In 2014, the CEO of JP Morgan Asset Management’s Infrastructure division, representing 110 global institutional investors and $1.6 trillion dollars in assets, stated publicly, "We will not invest in any infrastructure project that does not include long-term triple-bottom-line analysis (meaning financial, social and environmental) from early planning into operations."

Now, we can take advantage of ridiculously cheap cloud computing power to scour the literature for new valuation studies or run hundreds of parallel statistical simulations in a matter of seconds.

In 2015, the world’s largest asset manager, $4 trillion BlackRock, declared itself an impact investor. And in 2016, two arbiters of the financial markets — Moody’s and S&P — made major moves into ESG, with Moody’s declaring it will factor into credit ratings whether a firm’s assets comply with the Paris Climate Agreement targets, and S&P Dow Jones acquiring Trucost, the leading database of environmental risks.
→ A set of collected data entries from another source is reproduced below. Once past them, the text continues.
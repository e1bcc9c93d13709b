//! Typed, defaulted view of an imported pack.
//!
//! Produced by [`PackReader`](crate::PackReader). Every field is already
//! coerced: ids are never empty, lists are never absent, and unknown keys
//! are kept in `extra_properties` so a merge can carry them forward.

use std::collections::BTreeSet;

use questpack_core::{PropertyMap, Visibility};
use serde::Serialize;

#[derive(Debug, Clone, PartialEq, Serialize)]
pub struct ImportedPack {
    pub id: String,
    pub title: String,
    pub schema_version: Option<String>,
    pub chapter_groups: Vec<ImportedChapterGroup>,
    pub chapters: Vec<ImportedChapter>,
    pub loot_tables: Vec<ImportedLootTable>,
    /// Asset references (textures and icons) found anywhere in the pack.
    pub referenced_assets: BTreeSet<String>,
    /// Per-record problems found while reading.
    pub warnings: Vec<String>,
}

impl ImportedPack {
    /// Total number of quests across all chapters.
    pub fn quest_count(&self) -> usize {
        self.chapters.iter().map(|c| c.quests.len()).sum()
    }
}

#[derive(Debug, Clone, PartialEq, Serialize)]
pub struct ImportedChapterGroup {
    pub id: String,
    pub title: String,
    pub icon: String,
    pub chapter_ids: Vec<String>,
    pub visibility: Visibility,
}

#[derive(Debug, Clone, PartialEq, Serialize)]
pub struct ImportedChapter {
    pub id: String,
    pub title: String,
    pub description: String,
    /// Group declared by the chapter itself, before any remapping.
    pub group_id: Option<String>,
    pub icon: String,
    pub background: String,
    pub visibility: Visibility,
    pub quests: Vec<ImportedQuest>,
    pub images: Vec<PropertyMap>,
    pub quest_links: Vec<PropertyMap>,
    pub extra_properties: PropertyMap,
    /// Display fields (`title`, `description`, `icon`, `visibility`) the
    /// pack set explicitly rather than leaving to defaults.
    #[serde(skip)]
    pub declared_fields: BTreeSet<String>,
}

impl ImportedChapter {
    pub fn declares(&self, field: &str) -> bool {
        self.declared_fields.contains(field)
    }
}

#[derive(Debug, Clone, PartialEq, Serialize)]
pub struct ImportedQuest {
    pub id: String,
    pub title: String,
    pub description: String,
    pub icon: String,
    pub visibility: Visibility,
    pub tasks: Vec<ImportedTask>,
    pub rewards: Vec<ImportedReward>,
    pub dependencies: Vec<ImportedDependency>,
    pub extra_properties: PropertyMap,
}

/// Task kind plus its raw properties, `type` excluded.
#[derive(Debug, Clone, PartialEq, Serialize)]
pub struct ImportedTask {
    pub kind: String,
    pub properties: PropertyMap,
}

/// Reward kind plus its raw properties, `type` excluded.
#[derive(Debug, Clone, PartialEq, Serialize)]
pub struct ImportedReward {
    pub kind: String,
    pub properties: PropertyMap,
}

#[derive(Debug, Clone, PartialEq, Eq, Serialize)]
pub struct ImportedDependency {
    pub quest_id: String,
    pub required: bool,
}

#[derive(Debug, Clone, PartialEq, Serialize)]
pub struct ImportedLootTable {
    pub id: String,
    pub title: String,
    pub properties: PropertyMap,
}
Last week, Impact Infrastructure, in partnership with us at Autodesk, announced the first automated tool for cost-benefit and triple bottom line analysis of buildings, augmenting its existing product covering green infrastructure. Autocase for Sustainable Buildings is the first tool to automate cost-benefit and triple bottom line analysis for buildings.  It cuts the cost of such work by 99 percent, making it applicable to projects large and small.

And Mahesh Ramanujam, the incoming CEO of U.S. Green Building Council announced a new LEED credit for "triple bottom line analysis," just to sweeten the deal.

Hey, it’s enough to make one optimistic about the possibility of blending public and private sector monies to finally prioritize projects on the basis of their value to society. With $16 trillion needed by 2030 to avoid many times more in climate change-related costs, we’ll need every penny.